Conseil et Formation en management

Venise, modèle de management

La préparation, la formation de managers et dirigeants nécessitent parfois des détours pédagogiques pour prendre conscience de fondamentaux ou changer d'angle de vue. L'histoire permet ce décalage en mettant à notre disposition des réalisations et cheminements lourds d'expériences. Venise, civilisation de longue durée, est une illustration de création, de formation, d'action d'une classe dirigeante.

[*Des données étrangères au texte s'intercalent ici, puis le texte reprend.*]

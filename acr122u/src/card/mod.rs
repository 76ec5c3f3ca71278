// acr122u/src/card/mod.rs
//! Card-family knowledge: the ATR card name table and UID check characters.

mod known;
mod uid;

pub use known::{CardType, KNOWN_CARDS, KnownCard};
pub use uid::DOUBLE_SIZE_UID_LEN;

Nombreux sont les thèmes d'études. L'analogie va conduire à des allers retours entre l'histoire et notre époque :
• Rôle de pouvoir vs légitimité de création de richesse
• Initiative individuelle vs intérêt général
• Décision individuelle vs décision collective
• Organisation complexe vs réussite des projets
• Création d'élites dirigeantes vs cohésion sociale
Jean Grimaldi d'Esdra, directeur de Formadi, propose aux dirigeants de renouveler la gouvernance en s'inspirant de cet exemple emprunté à l'histoire européenne, afin de mieux affronter le contexte de défis permanents posés aux entreprises par la mondialisation et son corollaire de complexité. Pourtant, à l'origine, ni le milieu naturel hostile, ni le contexte historique marqué par l'effondrement de l'Empire Romain, les invasions barbares et l'essor de Byzance, ne prédisposaient Venise à son glorieux destin.
Mais ce sont justement ces conditions a priori handicapantes qui vont favoriser l'émergence d'un esprit collectif, animé par l'instinct de survie et un culte quasi religieux du bien commun.
Cette intelligence vénitienne va ainsi prioritairement s'exprimer par le développement de hautes compétences techniques absolument vitales pour la pérennité de la ville (hydrographie, navigation, construction navale, etc.).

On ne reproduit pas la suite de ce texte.